Far more than just an image on a dorm room wall, Ernesto Guevara was a 20th-century Renaissance man. He was a doctor, political philosopher, diplomat, military strategist, and best-selling author who challenged the capitalist status quo with words and gunfire.

Born into middle-class comfort on June 14, 1928, Guevara was introduced to left-wing theories at a young age, thanks to his parents and the radical books in their home library. His Marxist thinking was also profoundly shaped by his encounters with abject poverty throughout South America, and he would eventually convert those thoughts to revolutionary actions in Cuba and beyond. Here are 10 facts about the man known as Che.

1. HE WAS PART IRISH.

Che’s great-great-great-great-grandfather was Patrick Lynch, who emigrated from Ireland to what is now Argentina in the 1700s. His father, Ernesto Guevara Lynch, has been quoted as saying, "The first thing to note is that in my son's veins flowed the blood of the Irish rebels." The other side of the family was Basque; according to Guevara’s brother Juan, their father was drawn to the rebellious elements of both sides of the family tree, but particularly appreciated the Irish love of a good party. In 2017, Ireland’s postal service, An Post, issued a stamp commemorating Che using Dublin artist Jim Fitzpatrick’s iconic red, black, and white image of the revolutionary.

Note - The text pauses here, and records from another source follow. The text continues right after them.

impl CastleSide {
    pub const ALL: [CastleSide; 2] = [CastleSide::Kingside, CastleSide::Queenside];

    /// File the king lands on.
    #[inline]
    pub const fn king_target(self) -> File {
        match self {
            CastleSide::Kingside => File::G,
            CastleSide::Queenside => File::C,
        }
    }

    /// File the rook lands on.
    #[inline]
    pub const fn rook_target(self) -> File {
        match self {
            CastleSide::Kingside => File::F,
            CastleSide::Queenside => File::D,
        }
    }

    const fn index(self) -> usize {
        match self {
            CastleSide::Kingside => 0,
            CastleSide::Queenside => 1,
        }
    }
}

/// Castling rights plus the files the castling rooks start on.
///
/// Rook files are shared by both colors: standard chess uses h/a, Chess960
/// setups mirror the back rank so both sides use the same files as well.
#[derive(Debug, Clone, Copy, PartialEq, Eq, Hash)]
pub struct CastlingRights {
    flags: u8,
    rook_files: [File; 2],
}

impl CastlingRights {
    /// No castling rights, standard rook files.
    pub const NONE: CastlingRights = CastlingRights {
        flags: 0,
        rook_files: [File::H, File::A],
    };

    /// All four rights with rooks on the h- and a-files.
    pub const STANDARD: CastlingRights = CastlingRights {
        flags: 0b1111,
        rook_files: [File::H, File::A],
    };

    /// All four rights with custom rook files (Chess960).
    pub const fn all_with_rooks(kingside: File, queenside: File) -> Self {
        CastlingRights {
            flags: 0b1111,
            rook_files: [kingside, queenside],
        }
    }

    #[inline]
    const fn bit(color: Color, side: CastleSide) -> u8 {
        1 << (color.index() * 2 + side.index())
    }

    /// Returns true if `color` may still castle toward `side`.
    #[inline]
    pub const fn has(self, color: Color, side: CastleSide) -> bool {
        self.flags & Self::bit(color, side) != 0
    }

    /// Returns true if no right is left.
    #[inline]
    pub const fn is_empty(self) -> bool {
        self.flags == 0
    }

    /// Grants a right.
    #[inline]
    pub fn insert(&mut self, color: Color, side: CastleSide) {
        self.flags |= Self::bit(color, side);
    }

    /// Removes a right.
    #[inline]
    pub fn remove(&mut self, color: Color, side: CastleSide) {
        self.flags &= !Self::bit(color, side);
    }

    /// Removes both rights of a color.
    #[inline]
    pub fn remove_color(&mut self, color: Color) {
        self.remove(color, CastleSide::Kingside);
        self.remove(color, CastleSide::Queenside);
    }

    /// File the castling rook for `side` starts on.
    #[inline]
    pub const fn rook_file(self, side: CastleSide) -> File {
        self.rook_files[side.index()]
    }

    /// Square the castling rook for `color` and `side` starts on.
    #[inline]
    pub const fn rook_square(self, color: Color, side: CastleSide) -> Square {
        Square::new(self.rook_file(side), color.back_rank())
    }

    /// Returns true if the rook files are the standard h/a pair.
    #[inline]
    pub fn has_standard_rooks(self) -> bool {
        self.rook_files == [File::H, File::A]
    }

    /// Returns the raw right bits (white kingside = bit 0 ... black queenside = bit 3).
    #[inline]
    pub const fn raw(self) -> u8 {
        self.flags
    }
}

impl Default for CastlingRights {
    fn default() -> Self {
        Self::NONE
    }
}

/// Complete chess position state.
#[derive(Debug, Clone, PartialEq, Eq, Hash)]
pub struct Position {
    /// Bitboards for each piece kind, indexed by [`Piece::index`].
    pub pieces: [Bitboard; 6],

    /// Bitboards for each color's pieces.
    pub colors: [Bitboard; 2],

    /// The side to move.
    pub side_to_move: Color,

    /// Castling rights.
    pub castling: CastlingRights,

    /// En passant target square (if any).
    pub en_passant: Option<Square>,

    /// Plies since the last capture or pawn move.
    pub halfmove_clock: u32,

    /// Fullmove number (starts at 1, increments after Black's move).
    pub fullmove_number: u32,
}
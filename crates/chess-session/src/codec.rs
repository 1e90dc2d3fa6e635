//! Opaque byte encoding of a session.
//!
//! The blob is a versioned JSON record holding the players, the variant, the
//! starting position, the SAN of every move and the state the game is in.
//! Decoding replays the moves, so a record that does not describe a legal
//! game is rejected instead of being loaded half-way.

use chess_core::Color;
use chess_engine::{AutomaticDraw, Position, RuleConfig, RuleSet, Variant};
use serde::{Deserialize, Serialize};

use crate::{DrawClaim, GameState, PlayerId, Session, SessionError};

/// Version written by [`Session::encode`].
const FORMAT_VERSION: u32 = 1;

#[derive(Debug, Serialize, Deserialize)]
struct SessionRecord {
    version: u32,
    white: PlayerId,
    black: PlayerId,
    variant: String,
    automatic_draws: bool,
    start_fen: String,
    moves: Vec<String>,
    state: RecordedState,
    fen: String,
}

#[derive(Debug, Clone, Copy, PartialEq, Eq, Serialize, Deserialize)]
#[serde(tag = "kind", rename_all = "snake_case")]
enum RecordedState {
    InProgress,
    Checkmate { winner: Color },
    Stalemate,
    InsufficientMaterial,
    FivefoldRepetition,
    SeventyFiveMoves,
    Resigned { winner: Color },
    DrawClaimed { claim: DrawClaim },
    DrawAgreed,
}

impl From<GameState> for RecordedState {
    fn from(state: GameState) -> Self {
        match state {
            GameState::InProgress => RecordedState::InProgress,
            GameState::Checkmate { winner } => RecordedState::Checkmate { winner },
            GameState::Stalemate => RecordedState::Stalemate,
            GameState::DrawByInsufficientMaterial => RecordedState::InsufficientMaterial,
            GameState::DrawAutomatic(AutomaticDraw::FivefoldRepetition) => {
                RecordedState::FivefoldRepetition
            }
            GameState::DrawAutomatic(AutomaticDraw::SeventyFiveMoves) => {
                RecordedState::SeventyFiveMoves
            }
            GameState::Resigned { winner } => RecordedState::Resigned { winner },
            GameState::DrawClaimed(claim) => RecordedState::DrawClaimed { claim },
            GameState::DrawAgreed => RecordedState::DrawAgreed,
        }
    }
}

impl Session {
    /// Encodes the session into an opaque blob for [`Session::decode`].
    pub fn encode(&self) -> Vec<u8> {
        let record = SessionRecord {
            version: FORMAT_VERSION,
            white: self.white().clone(),
            black: self.black().clone(),
            variant: self.variant_tag(),
            automatic_draws: self.rule_config().automatic_draws,
            start_fen: self.start_position().to_fen(),
            moves: self.san_moves().into_iter().map(String::from).collect(),
            state: self.state().into(),
            fen: self.fen(),
        };
        serde_json::to_vec(&record).expect("record has only string keys")
    }

    /// Restores a session from a blob produced by [`Session::encode`].
    ///
    /// Fails with [`SessionError::EncodingCorrupt`] if the blob is not a
    /// record of a game that can be replayed move by move to the recorded
    /// position and state.
    pub fn decode(bytes: &[u8]) -> Result<Session, SessionError> {
        replay(bytes).map_err(|reason| {
            tracing::warn!("Rejected game record: {}", reason);
            SessionError::EncodingCorrupt(reason)
        })
    }
}

fn replay(bytes: &[u8]) -> Result<Session, String> {
    let record: SessionRecord =
        serde_json::from_slice(bytes).map_err(|e| format!("invalid record: {}", e))?;
    if record.version != FORMAT_VERSION {
        return Err(format!("unsupported version {}", record.version));
    }

    let variant = Variant::from_tag(Some(&record.variant)).map_err(|e| e.to_string())?;
    // Aliases like a bare `chess960` would draw a new random setup.
    if variant.tag() != record.variant {
        return Err(format!("non-canonical variant tag '{}'", record.variant));
    }

    let initial = variant.initial_position();
    let start = if initial.to_fen() == record.start_fen {
        initial
    } else {
        Position::from_fen(&record.start_fen)
            .map_err(|e| format!("bad starting position '{}': {}", record.start_fen, e))?
    };

    let mut session = Session::with_start(record.white, record.black, variant, start)
        .and_then(|session| {
            session.with_rules(RuleConfig {
                automatic_draws: record.automatic_draws,
            })
        })
        .map_err(|e| e.to_string())?;

    for (ply, san) in record.moves.iter().enumerate() {
        let player = session.turn().player;
        session
            .move_piece(&player, san)
            .map_err(|e| format!("move {} '{}' cannot be replayed: {}", ply + 1, san, e))?;
    }

    let ended = match record.state {
        RecordedState::Resigned { winner } => {
            let loser = session.player(winner.opposite()).clone();
            Some(session.resign(&loser))
        }
        RecordedState::DrawClaimed { claim } => Some(session.claim_draw(claim)),
        RecordedState::DrawAgreed => Some(session.agree_draw()),
        _ => None,
    };
    if let Some(ended) = ended {
        ended.map_err(|e| format!("recorded ending {:?} does not apply: {}", record.state, e))?;
    }

    let replayed = RecordedState::from(session.state());
    if replayed != record.state {
        return Err(format!(
            "replayed state {:?} differs from recorded {:?}",
            replayed, record.state
        ));
    }
    if session.fen() != record.fen {
        return Err(format!(
            "replayed position '{}' differs from recorded '{}'",
            session.fen(),
            record.fen
        ));
    }

    Ok(session)
}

2. HE WAS PASSIONATE ABOUT PLAYING RUGBY.

His parents were members of the San Isidro rugby club, for which Che played scrum-half in his youth. In 1951 he published his own magazine dedicated to the sport, called Tackle. The only problem with playing? He suffered from asthma his entire life. His father tried to convince him to quit the sport because of it, but Che responded, “I love rugby. Even if it kills me one day, I am happy to play it.”

3. HE LOVED POETRY.

Because of his asthma, Che was home-schooled, and it was there that he was first introduced to the poetry he would come to love for the rest of his life. At his death, he was carrying a weathered green book of poetry that he’d copied by hand, featuring work from Chilean poet Pablo Neruda, Peruvian poet Cesar Vallejo, and Cuban poet Nicolás Guillén. He was also a fan of Walt Whitman, John Keats, and more.

4. HIS NICKNAME COMES FROM A DIALECTICAL TIC.

Short, sharp, and memorable, Che is also an Argentine interjection that Guevara used so often his Cuban compatriots branded him with it. It’s a filler word, something like saying dude, mate, or pal. If he’d been Canadian, his nickname might have been Eh.

5. HE STUDIED MEDICINE.

Influenced by his struggles with asthma, Che enrolled in Buenos Aires University to study medicine in 1948. After graduating as a physician in 1953, he did an internship at Mexico City's General Hospital, where he carried out allergy research, but left in 1955 to join Fidel and Raul Castro’s Cuban Revolution as their doctor.

6. TWO TREKS SHAPED HIS EARLY POLITICAL IDENTITY.

During his time studying medicine, Che embarked on two trips through South America—a solo journey in 1950 on a motorized bicycle and an 8000-mile trek that started on a vintage motorcycle with friend Alberto Granado in 1952. On these trips, he saw intense poverty and the exploitation of workers and farmers. After witnessing “the shivering, flesh-and-blood victims of capitalist exploitation,” Che was determined to fight the system. His account of his second journey, first published in Cuba in 1993 as The Motorcycle Diaries, became a New York Times bestseller and a critically acclaimed 2004 film.

7. A COUP HARDENED HIS VIOLENT STANCE AGAINST THE UNITED STATES AS AN IMPERIALIST POWER.

Che settled in Guatemala in 1953 partially because he approved of the way the country’s president, Jacobo Arbenz Guzmán, had redistributed land to peasants—a move that angered the country's elite and the powerful U.S.-based United Fruit Company. That same year, a CIA-backed effort forced the democratically elected Arbenz from power. A ruling junta elected the right-wing Castillo Armas to the presidency, and then restored United Fruit Company’s land. Che was radicalized by the event, and it was the first time he participated directly in revolutionary activities, fighting with a small group of rebels (unsuccessfully) to retake Guatemala City.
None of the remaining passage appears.